● **Excerpted data**:
........

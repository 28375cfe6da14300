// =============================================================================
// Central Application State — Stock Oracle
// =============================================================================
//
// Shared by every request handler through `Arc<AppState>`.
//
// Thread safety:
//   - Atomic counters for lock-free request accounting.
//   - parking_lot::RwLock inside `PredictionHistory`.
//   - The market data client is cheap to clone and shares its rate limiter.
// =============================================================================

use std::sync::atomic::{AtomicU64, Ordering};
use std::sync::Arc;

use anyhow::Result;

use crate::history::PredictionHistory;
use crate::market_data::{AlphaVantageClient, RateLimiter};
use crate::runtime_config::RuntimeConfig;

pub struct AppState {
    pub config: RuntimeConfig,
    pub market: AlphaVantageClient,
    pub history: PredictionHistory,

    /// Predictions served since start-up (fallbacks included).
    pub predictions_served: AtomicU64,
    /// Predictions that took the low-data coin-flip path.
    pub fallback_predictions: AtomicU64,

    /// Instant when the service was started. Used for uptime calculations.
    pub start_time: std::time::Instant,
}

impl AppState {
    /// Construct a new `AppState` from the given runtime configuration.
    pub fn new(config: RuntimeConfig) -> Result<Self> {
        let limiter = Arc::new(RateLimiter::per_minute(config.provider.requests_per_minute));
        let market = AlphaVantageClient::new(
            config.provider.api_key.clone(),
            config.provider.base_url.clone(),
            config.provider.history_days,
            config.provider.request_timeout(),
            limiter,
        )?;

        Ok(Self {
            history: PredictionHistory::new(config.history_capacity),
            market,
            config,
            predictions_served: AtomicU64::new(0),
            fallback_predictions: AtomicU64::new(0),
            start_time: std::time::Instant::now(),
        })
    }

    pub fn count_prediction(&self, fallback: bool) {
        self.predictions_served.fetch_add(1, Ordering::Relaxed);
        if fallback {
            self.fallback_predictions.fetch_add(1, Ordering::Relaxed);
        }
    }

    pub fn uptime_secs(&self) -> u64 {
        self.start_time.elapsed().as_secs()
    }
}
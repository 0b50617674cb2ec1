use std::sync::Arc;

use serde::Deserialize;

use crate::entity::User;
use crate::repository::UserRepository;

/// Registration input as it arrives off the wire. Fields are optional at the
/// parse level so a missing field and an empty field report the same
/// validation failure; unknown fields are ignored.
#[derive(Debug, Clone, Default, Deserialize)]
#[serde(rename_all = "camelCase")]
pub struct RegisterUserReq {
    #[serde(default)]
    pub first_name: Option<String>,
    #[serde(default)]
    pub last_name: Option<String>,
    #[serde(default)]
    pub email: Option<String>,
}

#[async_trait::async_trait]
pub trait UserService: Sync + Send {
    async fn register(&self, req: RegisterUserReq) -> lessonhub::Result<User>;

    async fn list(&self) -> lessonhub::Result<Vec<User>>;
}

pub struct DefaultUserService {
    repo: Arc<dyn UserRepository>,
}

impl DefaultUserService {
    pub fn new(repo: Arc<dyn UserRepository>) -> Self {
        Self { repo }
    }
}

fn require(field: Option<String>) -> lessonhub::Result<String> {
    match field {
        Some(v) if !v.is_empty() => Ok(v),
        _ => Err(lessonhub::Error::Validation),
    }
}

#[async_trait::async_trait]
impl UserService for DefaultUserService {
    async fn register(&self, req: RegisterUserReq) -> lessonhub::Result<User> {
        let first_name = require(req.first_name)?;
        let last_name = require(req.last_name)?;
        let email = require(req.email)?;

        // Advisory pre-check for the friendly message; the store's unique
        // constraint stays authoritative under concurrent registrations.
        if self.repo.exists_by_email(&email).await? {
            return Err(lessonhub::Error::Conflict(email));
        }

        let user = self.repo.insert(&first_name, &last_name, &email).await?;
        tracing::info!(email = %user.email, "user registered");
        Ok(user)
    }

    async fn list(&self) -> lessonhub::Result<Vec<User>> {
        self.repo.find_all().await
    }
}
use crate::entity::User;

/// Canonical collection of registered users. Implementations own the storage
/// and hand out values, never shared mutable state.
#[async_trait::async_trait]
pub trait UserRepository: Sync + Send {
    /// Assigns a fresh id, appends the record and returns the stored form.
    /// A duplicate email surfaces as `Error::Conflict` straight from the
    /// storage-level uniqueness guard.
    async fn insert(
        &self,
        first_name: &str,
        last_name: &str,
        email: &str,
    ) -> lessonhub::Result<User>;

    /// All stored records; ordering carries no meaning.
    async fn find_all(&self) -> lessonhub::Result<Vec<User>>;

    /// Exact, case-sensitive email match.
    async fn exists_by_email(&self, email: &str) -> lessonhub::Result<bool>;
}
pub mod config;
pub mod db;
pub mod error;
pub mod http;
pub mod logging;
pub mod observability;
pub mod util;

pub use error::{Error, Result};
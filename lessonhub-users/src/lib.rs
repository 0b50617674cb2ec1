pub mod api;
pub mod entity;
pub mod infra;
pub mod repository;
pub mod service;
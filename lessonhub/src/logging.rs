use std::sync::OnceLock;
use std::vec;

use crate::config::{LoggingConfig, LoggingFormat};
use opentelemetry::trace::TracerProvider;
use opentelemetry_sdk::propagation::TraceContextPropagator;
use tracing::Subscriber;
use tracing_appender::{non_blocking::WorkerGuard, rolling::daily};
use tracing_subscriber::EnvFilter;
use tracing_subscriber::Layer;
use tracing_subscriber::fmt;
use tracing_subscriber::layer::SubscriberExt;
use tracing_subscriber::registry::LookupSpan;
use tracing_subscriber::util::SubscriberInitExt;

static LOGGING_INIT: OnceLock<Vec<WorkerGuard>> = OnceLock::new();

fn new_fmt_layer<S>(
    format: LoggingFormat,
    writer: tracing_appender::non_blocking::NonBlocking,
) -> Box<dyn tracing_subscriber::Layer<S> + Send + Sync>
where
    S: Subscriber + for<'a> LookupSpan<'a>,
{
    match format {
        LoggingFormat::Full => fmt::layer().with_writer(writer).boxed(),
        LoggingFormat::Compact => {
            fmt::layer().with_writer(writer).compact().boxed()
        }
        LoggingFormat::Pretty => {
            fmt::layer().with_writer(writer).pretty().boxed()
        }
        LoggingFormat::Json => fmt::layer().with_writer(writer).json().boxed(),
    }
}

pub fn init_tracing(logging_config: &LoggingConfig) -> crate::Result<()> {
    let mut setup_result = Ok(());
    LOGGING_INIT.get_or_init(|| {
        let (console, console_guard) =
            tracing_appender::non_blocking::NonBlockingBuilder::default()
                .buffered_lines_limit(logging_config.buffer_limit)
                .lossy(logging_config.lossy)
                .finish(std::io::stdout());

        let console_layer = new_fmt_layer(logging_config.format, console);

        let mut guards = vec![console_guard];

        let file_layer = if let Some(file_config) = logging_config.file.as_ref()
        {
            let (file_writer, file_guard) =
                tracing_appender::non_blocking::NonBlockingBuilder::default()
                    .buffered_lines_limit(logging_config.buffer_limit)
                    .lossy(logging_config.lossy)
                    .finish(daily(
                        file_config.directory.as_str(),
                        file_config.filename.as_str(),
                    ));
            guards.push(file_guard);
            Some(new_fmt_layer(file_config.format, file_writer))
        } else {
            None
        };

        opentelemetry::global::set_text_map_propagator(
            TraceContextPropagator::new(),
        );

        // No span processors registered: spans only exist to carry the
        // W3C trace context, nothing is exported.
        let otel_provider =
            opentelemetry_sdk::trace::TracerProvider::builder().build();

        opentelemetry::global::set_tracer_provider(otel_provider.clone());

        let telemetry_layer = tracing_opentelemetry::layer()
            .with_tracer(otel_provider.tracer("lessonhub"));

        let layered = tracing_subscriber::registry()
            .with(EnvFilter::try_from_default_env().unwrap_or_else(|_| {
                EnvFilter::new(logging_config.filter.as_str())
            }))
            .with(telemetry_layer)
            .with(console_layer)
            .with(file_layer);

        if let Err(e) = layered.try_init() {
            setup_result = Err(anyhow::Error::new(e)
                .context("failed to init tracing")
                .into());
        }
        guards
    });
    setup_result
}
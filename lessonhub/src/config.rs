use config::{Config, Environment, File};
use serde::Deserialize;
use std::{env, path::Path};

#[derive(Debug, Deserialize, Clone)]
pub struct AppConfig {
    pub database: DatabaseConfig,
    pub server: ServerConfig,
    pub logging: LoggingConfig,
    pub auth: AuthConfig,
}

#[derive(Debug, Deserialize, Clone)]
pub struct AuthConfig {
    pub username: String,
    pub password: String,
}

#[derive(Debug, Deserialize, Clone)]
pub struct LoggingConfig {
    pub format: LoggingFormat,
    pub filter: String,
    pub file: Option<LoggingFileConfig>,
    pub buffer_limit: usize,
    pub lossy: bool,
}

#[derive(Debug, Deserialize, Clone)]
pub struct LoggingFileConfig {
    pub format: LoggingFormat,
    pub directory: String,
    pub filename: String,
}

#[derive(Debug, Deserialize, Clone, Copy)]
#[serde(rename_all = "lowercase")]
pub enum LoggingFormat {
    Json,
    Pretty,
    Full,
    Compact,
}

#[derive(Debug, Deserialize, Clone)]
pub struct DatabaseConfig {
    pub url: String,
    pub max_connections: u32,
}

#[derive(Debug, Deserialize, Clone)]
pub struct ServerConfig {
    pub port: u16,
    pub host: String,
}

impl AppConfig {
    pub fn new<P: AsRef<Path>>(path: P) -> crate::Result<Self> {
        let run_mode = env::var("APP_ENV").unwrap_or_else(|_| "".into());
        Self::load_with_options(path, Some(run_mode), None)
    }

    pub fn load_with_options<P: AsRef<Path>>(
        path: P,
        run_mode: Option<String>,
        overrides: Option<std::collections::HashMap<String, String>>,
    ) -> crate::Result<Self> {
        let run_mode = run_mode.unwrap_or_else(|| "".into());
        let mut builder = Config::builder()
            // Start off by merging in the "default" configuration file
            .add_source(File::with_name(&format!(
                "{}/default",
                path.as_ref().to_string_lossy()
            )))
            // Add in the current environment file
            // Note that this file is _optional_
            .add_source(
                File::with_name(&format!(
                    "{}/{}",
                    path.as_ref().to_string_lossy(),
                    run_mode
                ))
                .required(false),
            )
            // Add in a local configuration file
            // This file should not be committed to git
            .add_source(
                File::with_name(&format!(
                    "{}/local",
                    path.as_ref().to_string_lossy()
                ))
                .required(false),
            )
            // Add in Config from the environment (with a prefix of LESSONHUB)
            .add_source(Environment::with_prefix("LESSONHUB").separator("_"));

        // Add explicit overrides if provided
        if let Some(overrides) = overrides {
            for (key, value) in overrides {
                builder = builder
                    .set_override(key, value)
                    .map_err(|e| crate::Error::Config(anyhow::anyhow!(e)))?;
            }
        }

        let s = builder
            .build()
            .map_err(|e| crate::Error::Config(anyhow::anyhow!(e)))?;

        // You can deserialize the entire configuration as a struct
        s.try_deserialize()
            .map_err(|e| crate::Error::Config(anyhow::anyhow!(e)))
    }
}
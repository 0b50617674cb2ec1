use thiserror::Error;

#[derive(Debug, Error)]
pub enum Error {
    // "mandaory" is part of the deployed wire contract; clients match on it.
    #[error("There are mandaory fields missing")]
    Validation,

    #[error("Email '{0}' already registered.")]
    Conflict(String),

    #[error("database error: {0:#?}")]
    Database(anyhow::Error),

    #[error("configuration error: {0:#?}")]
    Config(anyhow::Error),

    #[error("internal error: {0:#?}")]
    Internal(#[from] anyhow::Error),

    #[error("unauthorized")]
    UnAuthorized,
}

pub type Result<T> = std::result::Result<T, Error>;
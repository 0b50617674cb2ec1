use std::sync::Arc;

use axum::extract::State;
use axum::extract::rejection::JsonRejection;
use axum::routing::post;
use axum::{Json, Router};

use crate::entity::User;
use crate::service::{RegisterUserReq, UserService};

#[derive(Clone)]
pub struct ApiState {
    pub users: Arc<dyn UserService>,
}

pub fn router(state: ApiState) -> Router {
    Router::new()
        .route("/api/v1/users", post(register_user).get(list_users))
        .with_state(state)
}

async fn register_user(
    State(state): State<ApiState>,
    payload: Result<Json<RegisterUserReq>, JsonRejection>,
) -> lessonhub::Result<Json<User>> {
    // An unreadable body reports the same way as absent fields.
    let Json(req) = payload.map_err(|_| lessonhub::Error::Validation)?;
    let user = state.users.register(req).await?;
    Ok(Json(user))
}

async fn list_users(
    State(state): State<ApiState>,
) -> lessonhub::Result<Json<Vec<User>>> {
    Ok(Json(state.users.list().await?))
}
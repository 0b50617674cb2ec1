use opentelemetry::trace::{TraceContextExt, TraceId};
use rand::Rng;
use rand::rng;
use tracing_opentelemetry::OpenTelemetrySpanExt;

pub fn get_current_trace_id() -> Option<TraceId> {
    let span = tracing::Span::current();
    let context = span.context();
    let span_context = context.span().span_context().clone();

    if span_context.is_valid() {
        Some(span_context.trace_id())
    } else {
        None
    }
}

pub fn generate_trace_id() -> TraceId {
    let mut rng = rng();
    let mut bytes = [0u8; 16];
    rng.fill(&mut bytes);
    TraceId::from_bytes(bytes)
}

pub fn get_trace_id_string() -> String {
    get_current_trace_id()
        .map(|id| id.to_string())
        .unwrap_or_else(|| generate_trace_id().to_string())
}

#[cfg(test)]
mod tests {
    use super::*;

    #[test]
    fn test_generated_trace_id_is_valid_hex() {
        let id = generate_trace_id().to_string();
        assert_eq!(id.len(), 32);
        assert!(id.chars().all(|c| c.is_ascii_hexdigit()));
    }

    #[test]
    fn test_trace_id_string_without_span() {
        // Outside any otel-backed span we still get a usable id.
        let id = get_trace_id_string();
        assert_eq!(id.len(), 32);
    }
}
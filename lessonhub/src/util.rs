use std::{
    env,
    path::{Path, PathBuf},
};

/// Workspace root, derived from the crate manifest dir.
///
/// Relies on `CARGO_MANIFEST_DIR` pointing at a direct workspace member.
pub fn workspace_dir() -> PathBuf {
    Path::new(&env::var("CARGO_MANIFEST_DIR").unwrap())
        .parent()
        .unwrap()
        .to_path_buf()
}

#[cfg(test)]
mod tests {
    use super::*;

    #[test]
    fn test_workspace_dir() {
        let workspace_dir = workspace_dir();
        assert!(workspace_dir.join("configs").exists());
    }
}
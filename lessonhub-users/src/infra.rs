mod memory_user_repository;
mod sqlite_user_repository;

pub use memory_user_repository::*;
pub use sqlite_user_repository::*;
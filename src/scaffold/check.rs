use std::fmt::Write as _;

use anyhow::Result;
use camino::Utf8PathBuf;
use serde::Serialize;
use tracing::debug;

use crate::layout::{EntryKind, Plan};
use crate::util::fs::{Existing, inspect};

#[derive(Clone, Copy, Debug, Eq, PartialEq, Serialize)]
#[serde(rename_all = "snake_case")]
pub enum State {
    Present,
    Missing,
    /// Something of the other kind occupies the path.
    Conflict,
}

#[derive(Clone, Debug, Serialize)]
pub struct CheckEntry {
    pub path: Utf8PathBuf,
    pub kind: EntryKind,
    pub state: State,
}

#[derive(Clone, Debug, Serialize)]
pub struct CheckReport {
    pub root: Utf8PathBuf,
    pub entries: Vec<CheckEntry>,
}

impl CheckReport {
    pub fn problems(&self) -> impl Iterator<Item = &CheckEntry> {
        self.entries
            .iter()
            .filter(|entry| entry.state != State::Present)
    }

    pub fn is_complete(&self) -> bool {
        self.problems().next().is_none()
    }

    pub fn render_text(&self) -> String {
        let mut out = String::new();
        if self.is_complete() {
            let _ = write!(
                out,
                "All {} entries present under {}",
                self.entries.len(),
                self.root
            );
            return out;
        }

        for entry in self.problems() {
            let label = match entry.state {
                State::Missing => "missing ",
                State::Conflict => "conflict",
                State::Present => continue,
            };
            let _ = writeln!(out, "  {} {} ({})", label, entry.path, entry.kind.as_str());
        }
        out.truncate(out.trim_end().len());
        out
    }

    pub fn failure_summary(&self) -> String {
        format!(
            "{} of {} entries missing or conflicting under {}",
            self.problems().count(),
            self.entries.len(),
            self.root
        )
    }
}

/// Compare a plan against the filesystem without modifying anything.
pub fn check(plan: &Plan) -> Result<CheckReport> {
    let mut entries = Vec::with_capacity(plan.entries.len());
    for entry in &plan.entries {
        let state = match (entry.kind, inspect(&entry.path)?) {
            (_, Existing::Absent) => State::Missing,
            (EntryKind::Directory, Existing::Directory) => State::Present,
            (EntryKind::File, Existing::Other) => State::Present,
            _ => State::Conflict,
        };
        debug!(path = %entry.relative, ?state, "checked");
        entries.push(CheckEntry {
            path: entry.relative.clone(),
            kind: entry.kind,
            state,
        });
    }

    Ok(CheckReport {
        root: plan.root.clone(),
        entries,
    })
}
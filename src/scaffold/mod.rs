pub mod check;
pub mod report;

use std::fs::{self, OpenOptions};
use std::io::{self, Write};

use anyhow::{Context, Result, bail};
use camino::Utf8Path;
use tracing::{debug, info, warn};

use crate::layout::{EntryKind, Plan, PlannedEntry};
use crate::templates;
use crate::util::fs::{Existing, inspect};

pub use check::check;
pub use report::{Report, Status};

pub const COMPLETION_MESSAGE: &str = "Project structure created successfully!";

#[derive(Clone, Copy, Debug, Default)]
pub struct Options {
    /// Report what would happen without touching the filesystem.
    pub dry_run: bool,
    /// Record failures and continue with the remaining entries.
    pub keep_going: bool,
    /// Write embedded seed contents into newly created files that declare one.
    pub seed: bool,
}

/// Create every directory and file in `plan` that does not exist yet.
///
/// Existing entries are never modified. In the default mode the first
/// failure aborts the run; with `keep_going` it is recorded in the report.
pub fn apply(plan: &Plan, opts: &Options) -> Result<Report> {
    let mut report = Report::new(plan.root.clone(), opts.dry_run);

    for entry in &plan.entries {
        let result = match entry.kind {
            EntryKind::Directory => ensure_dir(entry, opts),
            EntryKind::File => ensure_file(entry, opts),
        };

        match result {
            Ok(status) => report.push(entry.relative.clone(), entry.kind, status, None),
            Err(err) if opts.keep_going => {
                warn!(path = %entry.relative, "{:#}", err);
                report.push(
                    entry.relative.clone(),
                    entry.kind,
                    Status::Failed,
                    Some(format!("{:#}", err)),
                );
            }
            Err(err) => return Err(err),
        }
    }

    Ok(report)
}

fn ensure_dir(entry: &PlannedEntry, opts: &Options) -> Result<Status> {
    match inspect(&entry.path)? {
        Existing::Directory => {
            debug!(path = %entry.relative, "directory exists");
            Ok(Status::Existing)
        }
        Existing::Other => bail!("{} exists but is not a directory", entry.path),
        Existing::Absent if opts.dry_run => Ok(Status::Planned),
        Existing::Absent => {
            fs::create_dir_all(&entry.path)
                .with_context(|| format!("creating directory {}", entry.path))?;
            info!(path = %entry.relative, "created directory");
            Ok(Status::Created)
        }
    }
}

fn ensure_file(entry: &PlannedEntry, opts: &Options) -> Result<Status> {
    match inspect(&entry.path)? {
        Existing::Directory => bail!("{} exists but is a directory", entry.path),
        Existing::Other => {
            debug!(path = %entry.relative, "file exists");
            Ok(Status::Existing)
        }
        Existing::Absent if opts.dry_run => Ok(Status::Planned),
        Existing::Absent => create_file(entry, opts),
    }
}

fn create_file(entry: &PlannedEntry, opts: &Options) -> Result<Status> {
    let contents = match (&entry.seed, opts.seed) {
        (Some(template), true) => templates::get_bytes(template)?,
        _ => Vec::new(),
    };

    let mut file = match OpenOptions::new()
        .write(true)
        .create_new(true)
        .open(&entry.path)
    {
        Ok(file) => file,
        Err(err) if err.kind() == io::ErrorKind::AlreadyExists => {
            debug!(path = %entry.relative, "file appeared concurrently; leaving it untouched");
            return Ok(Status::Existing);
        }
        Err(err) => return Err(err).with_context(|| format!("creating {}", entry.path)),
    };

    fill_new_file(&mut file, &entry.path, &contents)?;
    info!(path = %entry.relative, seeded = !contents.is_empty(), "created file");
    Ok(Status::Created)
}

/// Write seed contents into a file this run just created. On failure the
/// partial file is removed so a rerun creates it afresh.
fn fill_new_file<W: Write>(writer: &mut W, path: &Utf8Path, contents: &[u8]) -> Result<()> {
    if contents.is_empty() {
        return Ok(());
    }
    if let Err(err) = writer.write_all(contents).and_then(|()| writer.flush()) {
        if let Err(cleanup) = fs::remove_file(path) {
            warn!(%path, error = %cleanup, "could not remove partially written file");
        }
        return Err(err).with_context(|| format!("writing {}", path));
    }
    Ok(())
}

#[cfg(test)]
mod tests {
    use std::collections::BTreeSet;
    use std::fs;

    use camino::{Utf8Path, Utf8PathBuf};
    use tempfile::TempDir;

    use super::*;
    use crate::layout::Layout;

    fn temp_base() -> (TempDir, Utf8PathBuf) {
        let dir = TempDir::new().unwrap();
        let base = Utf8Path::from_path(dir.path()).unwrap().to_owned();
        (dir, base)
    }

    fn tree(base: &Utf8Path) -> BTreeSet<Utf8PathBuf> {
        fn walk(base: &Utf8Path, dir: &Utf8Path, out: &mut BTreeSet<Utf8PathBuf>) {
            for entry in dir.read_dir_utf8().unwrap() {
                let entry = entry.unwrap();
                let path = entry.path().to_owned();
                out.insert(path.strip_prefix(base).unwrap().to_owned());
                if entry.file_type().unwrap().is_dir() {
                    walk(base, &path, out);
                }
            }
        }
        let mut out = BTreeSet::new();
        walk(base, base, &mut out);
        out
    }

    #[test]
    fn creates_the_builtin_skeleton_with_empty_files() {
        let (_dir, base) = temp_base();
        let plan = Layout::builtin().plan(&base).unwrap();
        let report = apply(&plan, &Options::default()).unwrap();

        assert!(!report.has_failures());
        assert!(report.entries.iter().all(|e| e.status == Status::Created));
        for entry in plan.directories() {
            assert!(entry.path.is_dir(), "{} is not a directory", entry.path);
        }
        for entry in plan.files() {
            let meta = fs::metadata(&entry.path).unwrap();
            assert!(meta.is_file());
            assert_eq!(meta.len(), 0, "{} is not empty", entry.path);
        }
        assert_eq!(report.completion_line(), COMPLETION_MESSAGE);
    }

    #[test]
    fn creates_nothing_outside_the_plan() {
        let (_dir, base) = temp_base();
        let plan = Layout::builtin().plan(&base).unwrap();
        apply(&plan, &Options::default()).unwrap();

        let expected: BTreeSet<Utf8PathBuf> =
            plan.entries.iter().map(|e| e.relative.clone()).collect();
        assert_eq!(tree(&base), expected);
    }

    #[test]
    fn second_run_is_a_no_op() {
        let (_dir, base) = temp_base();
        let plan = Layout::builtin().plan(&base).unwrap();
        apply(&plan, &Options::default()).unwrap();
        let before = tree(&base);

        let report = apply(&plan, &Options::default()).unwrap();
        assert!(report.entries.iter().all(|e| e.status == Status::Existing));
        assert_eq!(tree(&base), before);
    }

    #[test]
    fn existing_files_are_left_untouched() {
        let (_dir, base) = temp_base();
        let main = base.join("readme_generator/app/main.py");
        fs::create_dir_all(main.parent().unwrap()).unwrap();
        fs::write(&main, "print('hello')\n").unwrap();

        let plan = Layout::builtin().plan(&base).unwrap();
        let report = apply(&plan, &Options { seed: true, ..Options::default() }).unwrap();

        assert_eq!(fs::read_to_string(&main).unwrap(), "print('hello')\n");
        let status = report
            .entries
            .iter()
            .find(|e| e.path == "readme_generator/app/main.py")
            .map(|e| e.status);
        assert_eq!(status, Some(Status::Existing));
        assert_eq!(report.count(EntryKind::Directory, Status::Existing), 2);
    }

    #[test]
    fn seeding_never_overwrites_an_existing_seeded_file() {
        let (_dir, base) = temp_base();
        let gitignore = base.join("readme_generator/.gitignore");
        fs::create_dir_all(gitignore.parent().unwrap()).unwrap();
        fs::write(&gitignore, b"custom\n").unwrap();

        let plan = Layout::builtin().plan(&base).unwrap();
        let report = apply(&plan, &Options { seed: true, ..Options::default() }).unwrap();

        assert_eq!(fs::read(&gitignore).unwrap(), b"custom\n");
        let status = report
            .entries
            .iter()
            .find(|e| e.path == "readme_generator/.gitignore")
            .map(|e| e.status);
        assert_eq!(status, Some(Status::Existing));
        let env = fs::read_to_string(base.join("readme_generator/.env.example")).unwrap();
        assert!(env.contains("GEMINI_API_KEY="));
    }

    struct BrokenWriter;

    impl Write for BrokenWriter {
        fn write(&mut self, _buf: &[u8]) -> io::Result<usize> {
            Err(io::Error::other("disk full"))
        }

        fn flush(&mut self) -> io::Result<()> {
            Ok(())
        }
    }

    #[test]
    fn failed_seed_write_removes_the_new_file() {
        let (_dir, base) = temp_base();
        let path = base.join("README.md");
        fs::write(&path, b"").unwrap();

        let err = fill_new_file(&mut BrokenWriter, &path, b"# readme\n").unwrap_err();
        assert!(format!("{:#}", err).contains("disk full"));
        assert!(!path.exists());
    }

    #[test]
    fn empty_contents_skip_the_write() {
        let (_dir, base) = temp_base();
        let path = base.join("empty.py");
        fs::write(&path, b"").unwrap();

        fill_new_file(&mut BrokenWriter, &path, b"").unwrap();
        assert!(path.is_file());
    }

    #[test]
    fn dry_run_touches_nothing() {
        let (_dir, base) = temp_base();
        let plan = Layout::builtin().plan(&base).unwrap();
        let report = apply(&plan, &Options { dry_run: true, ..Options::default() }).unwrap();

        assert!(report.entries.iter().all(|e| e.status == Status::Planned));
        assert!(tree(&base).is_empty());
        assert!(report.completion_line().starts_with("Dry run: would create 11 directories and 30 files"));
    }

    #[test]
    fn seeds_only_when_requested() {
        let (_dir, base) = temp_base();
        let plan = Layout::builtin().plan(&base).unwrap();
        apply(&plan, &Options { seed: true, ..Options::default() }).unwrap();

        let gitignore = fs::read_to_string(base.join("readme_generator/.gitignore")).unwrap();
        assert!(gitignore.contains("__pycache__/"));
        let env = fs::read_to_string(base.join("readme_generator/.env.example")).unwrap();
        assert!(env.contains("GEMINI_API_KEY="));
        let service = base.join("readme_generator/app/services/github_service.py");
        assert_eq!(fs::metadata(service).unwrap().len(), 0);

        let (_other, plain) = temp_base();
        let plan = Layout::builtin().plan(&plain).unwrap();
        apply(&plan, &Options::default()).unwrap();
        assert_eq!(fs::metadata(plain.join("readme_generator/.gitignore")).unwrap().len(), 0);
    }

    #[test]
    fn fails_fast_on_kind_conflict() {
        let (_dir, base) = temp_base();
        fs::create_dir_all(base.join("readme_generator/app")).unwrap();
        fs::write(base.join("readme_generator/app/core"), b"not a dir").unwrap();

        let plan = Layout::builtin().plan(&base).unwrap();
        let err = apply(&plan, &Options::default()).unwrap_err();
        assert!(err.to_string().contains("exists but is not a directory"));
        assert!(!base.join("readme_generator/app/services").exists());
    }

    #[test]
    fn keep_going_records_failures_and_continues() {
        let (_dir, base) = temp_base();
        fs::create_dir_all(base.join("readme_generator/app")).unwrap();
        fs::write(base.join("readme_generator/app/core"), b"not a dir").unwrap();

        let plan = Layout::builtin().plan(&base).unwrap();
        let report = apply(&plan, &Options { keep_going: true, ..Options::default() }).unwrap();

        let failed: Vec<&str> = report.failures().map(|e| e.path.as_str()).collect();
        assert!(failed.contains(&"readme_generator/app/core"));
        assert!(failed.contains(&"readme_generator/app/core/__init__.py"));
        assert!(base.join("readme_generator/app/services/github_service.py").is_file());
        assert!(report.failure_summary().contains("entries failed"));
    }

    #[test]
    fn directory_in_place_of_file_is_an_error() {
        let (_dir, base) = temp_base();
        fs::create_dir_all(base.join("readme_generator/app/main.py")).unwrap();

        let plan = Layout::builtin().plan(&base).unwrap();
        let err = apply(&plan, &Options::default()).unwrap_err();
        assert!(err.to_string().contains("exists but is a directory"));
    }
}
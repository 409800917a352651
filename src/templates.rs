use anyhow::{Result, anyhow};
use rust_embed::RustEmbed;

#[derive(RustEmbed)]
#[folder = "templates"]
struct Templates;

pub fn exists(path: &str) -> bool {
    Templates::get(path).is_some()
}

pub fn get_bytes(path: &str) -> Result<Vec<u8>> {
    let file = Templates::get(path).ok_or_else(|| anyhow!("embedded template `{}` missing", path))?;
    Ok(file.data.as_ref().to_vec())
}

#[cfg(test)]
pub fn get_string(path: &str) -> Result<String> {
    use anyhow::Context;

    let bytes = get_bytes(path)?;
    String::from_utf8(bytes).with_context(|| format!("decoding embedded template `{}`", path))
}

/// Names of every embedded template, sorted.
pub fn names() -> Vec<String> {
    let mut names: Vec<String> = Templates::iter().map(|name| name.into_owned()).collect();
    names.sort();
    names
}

........

● **What you need to do**:
Show each line of the material where the word "before" occurs.

● **Your solution**:
        let before = tree(&base);
        assert_eq!(tree(&base), before);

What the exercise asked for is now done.